**Required action**
Set down exactly the first line of the entries and every line after it, through the line with "use crate::field::TextFieldValue;".

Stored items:
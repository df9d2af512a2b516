//! The rule contract.
//!
//! A rule is a pure function from a value to a [`ValidationResult`]. It may
//! read other fields through [`FieldHandle`](super::FieldHandle)s or live
//! thresholds, but it never mutates anything.

use super::result::ValidationResult;
use crate::field::TextFieldValue;

// ============================================================================
// VALIDATION RULE
// ============================================================================

/// A single validation rule over values of type `T`.
///
/// Implementors must be pure: the same input and the same live dependencies
/// must produce the same result.
///
/// # Live dependencies
///
/// Rules whose behaviour depends on values that can change between
/// validation passes (live thresholds, other fields) report a
/// [`revision`](Self::revision) that moves whenever one of those values
/// changes. Validators use it to decide whether cached results are stale.
/// Rules without live inputs keep the default of `0`.
///
/// # Closures
///
/// Any `Fn(&T) -> ValidationResult` is a rule:
///
/// ```rust,ignore
/// use form_validator::prelude::*;
///
/// let no_admin = |name: &str| {
///     ValidationResult::check(name != "admin", || ValidationMessage::literal("Reserved"))
/// };
/// assert!(!no_admin.validate("admin").is_passing());
/// ```
pub trait ValidationRule<T: ?Sized> {
    /// Evaluates the rule against `value`.
    fn validate(&self, value: &T) -> ValidationResult;

    /// Revision of the rule's live dependencies.
    fn revision(&self) -> u64 {
        0
    }
}

impl<T, F> ValidationRule<T> for F
where
    T: ?Sized,
    F: Fn(&T) -> ValidationResult,
{
    fn validate(&self, value: &T) -> ValidationResult {
        self(value)
    }
}

/// Boxed rule, the element type of a validator's rule list.
pub type BoxedRule<R> = Box<dyn ValidationRule<R>>;

// ============================================================================
// RULE INPUT
// ============================================================================

/// Projects a stored field value onto the type its rules inspect.
///
/// A text field stores a [`TextFieldValue`] (text plus selection) but its
/// rules only ever see the text, so `TextFieldValue: AsRuleInput<str>`.
/// Every type is trivially its own rule input.
pub trait AsRuleInput<R: ?Sized> {
    /// Borrows the part of `self` that rules look at.
    fn as_rule_input(&self) -> &R;
}

impl<T> AsRuleInput<T> for T {
    fn as_rule_input(&self) -> &T {
        self
    }
}

impl AsRuleInput<str> for String {
    fn as_rule_input(&self) -> &str {
        self
    }
}

impl AsRuleInput<str> for TextFieldValue {
    fn as_rule_input(&self) -> &str {
        &self.text
    }
}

**Task response**
repository df9d2af512a2b516
//! The rule contract.
//!
//! A rule is a pure function from a value to a [`ValidationResult`]. It may
//! read other fields through [`FieldHandle`](super::FieldHandle)s or live
//! thresholds, but it never mutates anything.

use super::result::ValidationResult;
use crate::field::TextFieldValue;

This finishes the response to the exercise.